Do you remember Meyer Wolfsheim? He was the Mafia man who “fixed the 1919 World Series” and wore human molars on his tie and cufflinks. His most famous quote is a throwaway line from the end but it hits me like a punch in the gut every time I hear it.
“Let us learn to show our friendship for a man when he is alive and not wait until after he is dead.”
These words have been heavy on my mind lately. In the hours after the shooting in Las Vegas I frantically tried to get a hold of a friend who lives there. She was actually in Pennsylvania visiting the week prior but our schedules didn’t work out and I didn’t get to talk to her. I was frantic thinking that she might have been hurt or dead and I didn’t work hard enough to reconnect with her. Thank heavens I heard from her and she’s fine, but I couldn’t stop thinking about all the “What Ifs”.
I realized that I am ridiculously blessed with so many friends and family members and I don’t tell them enough how much I love them. I’m talking more than just a “Like” on Facebook or a quippy little text. Am I alone or have you too ever worried over something like this?

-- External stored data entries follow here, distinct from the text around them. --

//! Lenient tag-stream scanner.
//!
//! Byline detection and section splitting only need to know where elements
//! start and end, never a full tree. This module walks the tag stream with
//! regexes and recovers from anything malformed instead of rejecting it:
//!
//! - a tag with an unterminated quote is not a tag, it is text
//! - tags inside `<!-- comments -->` are ignored
//! - an element with no closing tag ends at the next block-level opening tag
//!   (or at the end of input)
//!
//! [`balance`] goes one step further and rewrites a fragment so that every
//! element it opens is closed.
//!
//! Every function here is total: no input makes it fail or panic.

use once_cell::sync::Lazy;
use regex::Regex;
use std::ops::Range;

static RE_TAG: Lazy<Regex> = Lazy::new(|| {
    Regex::new(r#"<(/?)([A-Za-z][A-Za-z0-9]*)((?:[^>"']|"[^"]*"|'[^']*')*)>"#).unwrap()
});

static RE_COMMENT: Lazy<Regex> = Lazy::new(|| Regex::new(r"(?s)<!--.*?(?:-->|$)").unwrap());

static RE_ATTR: Lazy<Regex> = Lazy::new(|| {
    Regex::new(r#"([A-Za-z_:][-A-Za-z0-9_:.]*)(?:\s*=\s*(?:"([^"]*)"|'([^']*)'|([^\s"'>]+)))?"#)
        .unwrap()
});

static RE_WHITESPACE: Lazy<Regex> = Lazy::new(|| Regex::new(r"[\s\u{00A0}]+").unwrap());

/// Elements that start a new block; an unclosed element ends before one of these.
const BLOCK_TAGS: &[&str] = &[
    "address", "article", "aside", "blockquote", "div", "dl", "dd", "dt", "figure", "footer",
    "h1", "h2", "h3", "h4", "h5", "h6", "header", "hr", "li", "ol", "p", "pre", "section",
    "table", "tbody", "td", "th", "thead", "tr", "ul",
];

/// Elements that never have content or a closing tag.
const VOID_TAGS: &[&str] = &[
    "area", "base", "br", "col", "embed", "hr", "img", "input", "link", "meta", "param",
    "source", "track", "wbr",
];

/// Blocks that may only hold inline content; a block opening inside one closes it.
const INLINE_ONLY_BLOCKS: &[&str] = &["p", "h1", "h2", "h3", "h4", "h5", "h6"];

/// One opening or closing tag found in the input.
#[derive(Debug, Clone, PartialEq, Eq)]
pub struct Tag<'a> {
    /// Lowercased element name.
    pub name: String,
    pub closing: bool,
    pub self_closing: bool,
    /// Raw attribute text between the name and `>`.
    pub attrs: &'a str,
    /// Byte span of the whole tag.
    pub span: Range<usize>,
}

impl Tag<'_> {
    /// True for an opening tag named `name`.
    pub fn opens(&self, name: &str) -> bool {
        !self.closing && self.name == name
    }

    /// Value of attribute `name`, if present.
    pub fn attr(&self, name: &str) -> Option<String> {
        attr(self.attrs, name)
    }
}

/// The extent of one element, as recovered by [`element_at`].
#[derive(Debug, Clone, PartialEq, Eq)]
pub struct Element {
    /// Index of the opening tag in the tag list.
    pub open: usize,
    /// Byte range of the content between the tags.
    pub inner: Range<usize>,
    /// Byte range from the opening `<` to the end of the closing tag.
    pub outer: Range<usize>,
    /// Index of the first tag after the element.
    pub next: usize,
}

/// True when `name` starts a block.
pub fn is_block(name: &str) -> bool {
    BLOCK_TAGS.contains(&name)
}

/// All tags in document order, skipping those inside comments.
pub fn tags(html: &str) -> Vec<Tag<'_>> {
    let comments: Vec<Range<usize>> = RE_COMMENT.find_iter(html).map(|m| m.range()).collect();
    let in_comment = |pos: usize| comments.iter().any(|c| c.contains(&pos));

    RE_TAG
        .captures_iter(html)
        .filter_map(|caps| {
            let whole = caps.get(0)?;
            if in_comment(whole.start()) {
                return None;
            }
            let attrs = caps.get(3).map_or("", |m| m.as_str());
            Some(Tag {
                name: caps[2].to_ascii_lowercase(),
                closing: !caps[1].is_empty(),
                self_closing: attrs.trim_end().ends_with('/'),
                attrs,
                span: whole.range(),
            })
        })
        .collect()
}

/// Recover the extent of the element opened by `tags[open]`.
///
/// Nested elements of the same name are balanced. If no closing tag is
/// found the element ends at the next block-level opening tag outside of it,
/// or at the end of input.
pub fn element_at(html: &str, tags: &[Tag<'_>], open: usize) -> Element {
    let start_tag = &tags[open];
    let inner_start = start_tag.span.end;

    if start_tag.self_closing {
        return Element {
            open,
            inner: inner_start..inner_start,
            outer: start_tag.span.clone(),
            next: open + 1,
        };
    }

    let mut depth = 0usize;
    for (i, tag) in tags.iter().enumerate().skip(open + 1) {
        if tag.name == start_tag.name {
            if tag.closing {
                if depth == 0 {
                    return Element {
                        open,
                        inner: inner_start..tag.span.start,
                        outer: start_tag.span.start..tag.span.end,
                        next: i + 1,
                    };
                }
                depth -= 1;
            } else if !tag.self_closing {
                depth += 1;
            }
        }
    }

    // Unclosed: stop at the next block opener.
    let stop = tags
        .iter()
        .enumerate()
        .skip(open + 1)
        .find(|(_, t)| !t.closing && is_block(&t.name));
    match stop {
        Some((i, t)) => Element {
            open,
            inner: inner_start..t.span.start,
            outer: start_tag.span.start..t.span.start,
            next: i,
        },
        None => Element {
            open,
            inner: inner_start..html.len(),
            outer: start_tag.span.start..html.len(),
            next: tags.len(),
        },
    }
}

/// Close every element a fragment leaves open.
///
/// - a closing tag with a matching open element first closes whatever was
///   opened inside it
/// - a closing tag with no matching open element is dropped
/// - a block opening inside `<p>` or a heading closes that element first
/// - anything still open at the end is closed there
///
/// Text, comments and the original tag text are copied through unchanged.
pub fn balance(html: &str) -> String {
    let mut out = String::with_capacity(html.len() + 16);
    let mut open: Vec<String> = Vec::new();
    let mut pos = 0;

    let close_from = |out: &mut String, open: &mut Vec<String>, from: usize| {
        for name in open.drain(from..).rev() {
            out.push_str("</");
            out.push_str(&name);
            out.push('>');
        }
    };

    for tag in tags(html) {
        out.push_str(&html[pos..tag.span.start]);
        pos = tag.span.end;
        let raw = &html[tag.span.clone()];

        if tag.closing {
            if let Some(i) = open.iter().rposition(|n| *n == tag.name) {
                close_from(&mut out, &mut open, i + 1);
                open.pop();
                out.push_str(raw);
            }
            continue;
        }

        if is_block(&tag.name) {
            if let Some(i) = open.iter().position(|n| INLINE_ONLY_BLOCKS.contains(&n.as_str())) {
                close_from(&mut out, &mut open, i);
            }
        }
        out.push_str(raw);
        if !tag.self_closing && !VOID_TAGS.contains(&tag.name.as_str()) {
            open.push(tag.name);
        }
    }

    out.push_str(&html[pos..]);
    close_from(&mut out, &mut open, 0);
    out
}

/// Look up attribute `name` (case-insensitive) in raw attribute text.
///
/// A bare attribute (`<p hidden>`) yields an empty string.
pub fn attr(attrs: &str, name: &str) -> Option<String> {
    RE_ATTR.captures_iter(attrs).find_map(|caps| {
        if !caps[1].eq_ignore_ascii_case(name) {
            return None;
        }
        let raw = caps
            .get(2)
            .or_else(|| caps.get(3))
            .or_else(|| caps.get(4))
            .map_or("", |m| m.as_str());
        Some(html_escape::decode_html_entities(raw).into_owned())
    })
}

/// Visible text of a fragment: tags dropped, entities decoded, whitespace
/// collapsed to single spaces. Block boundaries count as whitespace.
pub fn text_content(fragment: &str) -> String {
    let without_comments = RE_COMMENT.replace_all(fragment, "");
    let stripped = RE_TAG.replace_all(&without_comments, |caps: &regex::Captures<'_>| {
        let name = caps[2].to_ascii_lowercase();
        if name == "br" || is_block(&name) {
            " "
        } else {
            ""
        }
    });
    let decoded = html_escape::decode_html_entities(&stripped);
    RE_WHITESPACE.replace_all(&decoded, " ").trim().to_string()
}
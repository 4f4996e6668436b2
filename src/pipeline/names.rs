//! Title cleanup and URL slugs.
//!
//! Document titles in the store carry ordering prefixes (`"003 - Budget"`),
//! trailing site labels (`"Budget | Newsroom"`) and file extensions from
//! uploads. [`clean_name`] removes that noise for display; [`slugify`] turns
//! a title or heading into a URL-safe path segment.

use once_cell::sync::Lazy;
use regex::Regex;

static RE_LEADING_ORDINAL: Lazy<Regex> =
    Lazy::new(|| Regex::new(r"^\d+[\s\-\u{2013}\u{2014}]*").unwrap());

/// Whitespace-delimited `|` and everything after it, up to the end. Only the
/// last segment matches because the tail may not contain another `|`.
static RE_TRAILING_SEGMENT: Lazy<Regex> = Lazy::new(|| Regex::new(r"\s+\|\s+[^|]*$").unwrap());

static RE_EXTENSION: Lazy<Regex> = Lazy::new(|| Regex::new(r"\.[A-Za-z]{2,4}$").unwrap());

static RE_SLUG_SEPARATORS: Lazy<Regex> = Lazy::new(|| Regex::new(r"[\s\-]+").unwrap());
static RE_SLUG_INVALID: Lazy<Regex> = Lazy::new(|| Regex::new(r"[^a-z0-9\-]").unwrap());
static RE_SLUG_HYPHENS: Lazy<Regex> = Lazy::new(|| Regex::new(r"-{2,}").unwrap());

/// Clean a stored title for display.
///
/// Applied in order:
/// 1. trim surrounding whitespace
/// 2. drop a leading run of digits and the spaces, hyphens, en or em dashes after it
/// 3. drop the last whitespace-surrounded `|` segment (`"one | two | three"` → `"one | two"`)
/// 4. drop a trailing `.ext` (2–4 letters) unless nothing would remain
///
/// ```rust
/// use library_docs::pipeline::names::clean_name;
///
/// assert_eq!(clean_name("123 – Budget | Newsroom"), "Budget");
/// assert_eq!(clean_name("nytimes.com.txt"), "nytimes.com");
/// ```
pub fn clean_name(raw: &str) -> String {
    let s = raw.trim();
    let s = RE_LEADING_ORDINAL.replace(s, "");
    let s = RE_TRAILING_SEGMENT.replace(&s, "");
    let s = s.trim();

    let without_ext = RE_EXTENSION.replace(s, "");
    if without_ext.trim().is_empty() {
        s.to_string()
    } else {
        without_ext.trim().to_string()
    }
}

/// Convert a title into a URL-safe slug made only of `[a-z0-9-]`.
///
/// Whitespace and hyphen runs become a single hyphen, every other character
/// outside the alphabet is dropped, and the result never starts or ends with
/// a hyphen. `slugify(slugify(x)) == slugify(x)`.
pub fn slugify(title: &str) -> String {
    let lower = title.to_lowercase();
    let hyphenated = RE_SLUG_SEPARATORS.replace_all(&lower, "-");
    let stripped = RE_SLUG_INVALID.replace_all(&hyphenated, "");
    let collapsed = RE_SLUG_HYPHENS.replace_all(&stripped, "-");
    collapsed.trim_matches('-').to_string()
}

/// Append an ordinal suffix to a slug to keep ids unique within a document.
///
/// `occurrence` is 1-based; the first occurrence keeps the bare slug.
pub fn disambiguate(slug: &str, occurrence: usize) -> String {
    if occurrence <= 1 {
        slug.to_string()
    } else {
        format!("{slug}-{occurrence}")
    }
}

Like my GF in Las Vegas. She’s amazing. She works so hard and is so strong and funny. I admire her sense of humor. I love her zeal for travelling and Japan. I love her stories. We’ve been connected/disconnected/reconnected since I was 14. I value her so much and I don’t remember the last time I told her as such. We’re thousands of miles away but when we talk it’s like time and distance erase. She’s my sister from another mister.
And she’s not the only one. There’s my friend who I fight with over the title of “Worst Mother Ever.” My college spud who I’ve been playing Messenger tag with trying to make a date to get together. My work husband who bought me a bag of coffee supplies for when he sends a student down to my room with the big Batman coffee mug I bought him. My writer/fiber arts/songstress friend who I haven’t seen since August and that’s just a sin. I don’t tell these people enough how much I cherish them. How much I need their positivity and light in my life. A change needs to happen and it has to come from me. I don’t want to shuffle off this mortal coil (which isn’t going to be anytime soon, I hope) without letting my loved ones know the joy they bring me every damned day.
I want to take Meyer Wolfsheim’s advice and show them my friendship while we’re all here and not when it’s too late. I don’t know where I’m going to start; probably with a list and move on from there. Spreading love isn’t a chore, however. It will be an investment in affection. A polishing of the treasure in my life.